_Supplied entries:_
-- Opening Marker --
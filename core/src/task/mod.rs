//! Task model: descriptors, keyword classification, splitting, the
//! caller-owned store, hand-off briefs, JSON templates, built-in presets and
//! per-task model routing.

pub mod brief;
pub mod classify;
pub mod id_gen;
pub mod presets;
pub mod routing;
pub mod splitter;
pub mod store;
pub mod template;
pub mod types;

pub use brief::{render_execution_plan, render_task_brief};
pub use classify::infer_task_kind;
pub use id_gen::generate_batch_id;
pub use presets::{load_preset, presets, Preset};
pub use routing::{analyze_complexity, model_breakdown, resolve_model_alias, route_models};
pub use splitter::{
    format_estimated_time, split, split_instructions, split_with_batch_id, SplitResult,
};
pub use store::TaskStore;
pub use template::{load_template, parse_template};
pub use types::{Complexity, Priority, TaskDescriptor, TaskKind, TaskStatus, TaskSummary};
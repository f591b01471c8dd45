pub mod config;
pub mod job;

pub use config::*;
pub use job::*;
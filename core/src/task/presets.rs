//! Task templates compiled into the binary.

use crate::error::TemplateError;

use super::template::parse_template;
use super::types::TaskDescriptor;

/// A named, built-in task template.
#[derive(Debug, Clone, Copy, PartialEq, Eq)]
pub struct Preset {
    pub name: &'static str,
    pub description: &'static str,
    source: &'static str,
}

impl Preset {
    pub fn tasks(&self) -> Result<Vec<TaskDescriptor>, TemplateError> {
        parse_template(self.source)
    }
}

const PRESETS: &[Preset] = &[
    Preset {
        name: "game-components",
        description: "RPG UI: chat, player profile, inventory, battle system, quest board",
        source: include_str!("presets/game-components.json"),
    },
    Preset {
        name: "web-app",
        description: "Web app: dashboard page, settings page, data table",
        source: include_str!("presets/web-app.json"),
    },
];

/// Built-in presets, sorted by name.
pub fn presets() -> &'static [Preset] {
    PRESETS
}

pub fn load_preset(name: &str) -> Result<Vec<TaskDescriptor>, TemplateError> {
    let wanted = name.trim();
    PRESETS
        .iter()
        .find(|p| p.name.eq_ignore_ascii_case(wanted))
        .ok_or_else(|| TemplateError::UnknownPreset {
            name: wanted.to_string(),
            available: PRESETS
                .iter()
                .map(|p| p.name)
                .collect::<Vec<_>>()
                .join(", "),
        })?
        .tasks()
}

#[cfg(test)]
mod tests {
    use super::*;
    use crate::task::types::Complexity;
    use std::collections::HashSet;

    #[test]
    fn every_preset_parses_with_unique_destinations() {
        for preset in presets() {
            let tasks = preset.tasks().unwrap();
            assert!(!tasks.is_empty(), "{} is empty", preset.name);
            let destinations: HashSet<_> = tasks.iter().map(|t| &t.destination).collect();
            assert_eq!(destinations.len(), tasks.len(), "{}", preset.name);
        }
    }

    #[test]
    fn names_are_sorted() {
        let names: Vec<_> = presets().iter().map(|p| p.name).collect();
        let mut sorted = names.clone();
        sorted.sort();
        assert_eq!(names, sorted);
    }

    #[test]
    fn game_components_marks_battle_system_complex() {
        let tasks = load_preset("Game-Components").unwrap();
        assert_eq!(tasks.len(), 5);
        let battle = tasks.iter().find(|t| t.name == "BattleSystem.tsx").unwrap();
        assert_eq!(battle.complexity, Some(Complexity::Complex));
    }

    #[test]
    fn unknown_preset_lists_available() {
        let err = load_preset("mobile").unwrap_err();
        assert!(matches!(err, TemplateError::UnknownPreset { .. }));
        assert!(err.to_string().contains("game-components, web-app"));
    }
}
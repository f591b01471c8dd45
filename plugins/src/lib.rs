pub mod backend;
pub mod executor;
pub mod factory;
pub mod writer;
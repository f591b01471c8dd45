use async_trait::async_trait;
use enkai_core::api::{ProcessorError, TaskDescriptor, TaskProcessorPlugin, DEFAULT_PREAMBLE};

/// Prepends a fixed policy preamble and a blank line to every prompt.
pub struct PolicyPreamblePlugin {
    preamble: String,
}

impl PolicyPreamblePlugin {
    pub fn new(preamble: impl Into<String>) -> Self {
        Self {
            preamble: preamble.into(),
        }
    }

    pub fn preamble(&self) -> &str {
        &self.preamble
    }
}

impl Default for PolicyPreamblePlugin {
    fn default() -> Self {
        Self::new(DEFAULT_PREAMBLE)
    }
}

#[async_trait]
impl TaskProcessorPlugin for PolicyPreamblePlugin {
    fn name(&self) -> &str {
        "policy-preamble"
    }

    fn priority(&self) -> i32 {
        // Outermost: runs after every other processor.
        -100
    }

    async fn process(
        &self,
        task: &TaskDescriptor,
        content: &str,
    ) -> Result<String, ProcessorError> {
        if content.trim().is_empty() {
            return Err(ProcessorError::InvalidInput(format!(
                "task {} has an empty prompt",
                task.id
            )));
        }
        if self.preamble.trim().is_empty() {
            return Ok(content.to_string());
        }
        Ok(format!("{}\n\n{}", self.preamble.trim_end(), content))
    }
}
-- Closing Marker --
_Task goal:_
Return the records in full, exactly as they read.

_Solved problem:_
filename core/src/task/mod.rs
//! Task model: descriptors, keyword classification, splitting, the
//! caller-owned store, hand-off briefs, JSON templates, built-in presets and
//! per-task model routing.

pub mod brief;
pub mod classify;
pub mod id_gen;
pub mod presets;
pub mod routing;
pub mod splitter;
pub mod store;
pub mod template;
pub mod types;

pub use brief::{render_execution_plan, render_task_brief};
pub use classify::infer_task_kind;
pub use id_gen::generate_batch_id;
pub use presets::{load_preset, presets, Preset};
pub use routing::{analyze_complexity, model_breakdown, resolve_model_alias, route_models};
pub use splitter::{
    format_estimated_time, split, split_instructions, split_with_batch_id, SplitResult,
};
pub use store::TaskStore;
pub use template::{load_template, parse_template};
pub use types::{Complexity, Priority, TaskDescriptor, TaskKind, TaskStatus, TaskSummary};
repository f591b01471c8dd45
pub mod config;
pub mod job;

pub use config::*;
pub use job::*;
filename core/src/task/presets.rs
//! Task templates compiled into the binary.

use crate::error::TemplateError;

use super::template::parse_template;
use super::types::TaskDescriptor;

/// A named, built-in task template.
#[derive(Debug, Clone, Copy, PartialEq, Eq)]
pub struct Preset {
    pub name: &'static str,
    pub description: &'static str,
    source: &'static str,
}

impl Preset {
    pub fn tasks(&self) -> Result<Vec<TaskDescriptor>, TemplateError> {
        parse_template(self.source)
    }
}

const PRESETS: &[Preset] = &[
    Preset {
        name: "game-components",
        description: "RPG UI: chat, player profile, inventory, battle system, quest board",
        source: include_str!("presets/game-components.json"),
    },
    Preset {
        name: "web-app",
        description: "Web app: dashboard page, settings page, data table",
        source: include_str!("presets/web-app.json"),
    },
];

/// Built-in presets, sorted by name.
pub fn presets() -> &'static [Preset] {
    PRESETS
}

pub fn load_preset(name: &str) -> Result<Vec<TaskDescriptor>, TemplateError> {
    let wanted = name.trim();
    PRESETS
        .iter()
        .find(|p| p.name.eq_ignore_ascii_case(wanted))
        .ok_or_else(|| TemplateError::UnknownPreset {
            name: wanted.to_string(),
            available: PRESETS
                .iter()
                .map(|p| p.name)
                .collect::<Vec<_>>()
                .join(", "),
        })?
        .tasks()
}

#[cfg(test)]
mod tests {
    use super::*;
    use crate::task::types::Complexity;
    use std::collections::HashSet;

    #[test]
    fn every_preset_parses_with_unique_destinations() {
        for preset in presets() {
            let tasks = preset.tasks().unwrap();
            assert!(!tasks.is_empty(), "{} is empty", preset.name);
            let destinations: HashSet<_> = tasks.iter().map(|t| &t.destination).collect();
            assert_eq!(destinations.len(), tasks.len(), "{}", preset.name);
        }
    }

    #[test]
    fn names_are_sorted() {
        let names: Vec<_> = presets().iter().map(|p| p.name).collect();
        let mut sorted = names.clone();
        sorted.sort();
        assert_eq!(names, sorted);
    }

    #[test]
    fn game_components_marks_battle_system_complex() {
        let tasks = load_preset("Game-Components").unwrap();
        assert_eq!(tasks.len(), 5);
        let battle = tasks.iter().find(|t| t.name == "BattleSystem.tsx").unwrap();
        assert_eq!(battle.complexity, Some(Complexity::Complex));
    }

    #[test]
    fn unknown_preset_lists_available() {
        let err = load_preset("mobile").unwrap_err();
        assert!(matches!(err, TemplateError::UnknownPreset { .. }));
        assert!(err.to_string().contains("game-components, web-app"));
    }
}
repository f591b01471c8dd45
filename plugins/src/lib.rs
pub mod backend;
pub mod executor;
pub mod factory;
pub mod writer;
repository f591b01471c8dd45
use async_trait::async_trait;
use enkai_core::api::{ProcessorError, TaskDescriptor, TaskProcessorPlugin, DEFAULT_PREAMBLE};

/// Prepends a fixed policy preamble and a blank line to every prompt.
pub struct PolicyPreamblePlugin {
    preamble: String,
}

impl PolicyPreamblePlugin {
    pub fn new(preamble: impl Into<String>) -> Self {
        Self {
            preamble: preamble.into(),
        }
    }

    pub fn preamble(&self) -> &str {
        &self.preamble
    }
}

impl Default for PolicyPreamblePlugin {
    fn default() -> Self {
        Self::new(DEFAULT_PREAMBLE)
    }
}

#[async_trait]
impl TaskProcessorPlugin for PolicyPreamblePlugin {
    fn name(&self) -> &str {
        "policy-preamble"
    }

    fn priority(&self) -> i32 {
        // Outermost: runs after every other processor.
        -100
    }

    async fn process(
        &self,
        task: &TaskDescriptor,
        content: &str,
    ) -> Result<String, ProcessorError> {
        if content.trim().is_empty() {
            return Err(ProcessorError::InvalidInput(format!(
                "task {} has an empty prompt",
                task.id
            )));
        }
        if self.preamble.trim().is_empty() {
            return Ok(content.to_string());
        }
        Ok(format!("{}\n\n{}", self.preamble.trim_end(), content))
    }
}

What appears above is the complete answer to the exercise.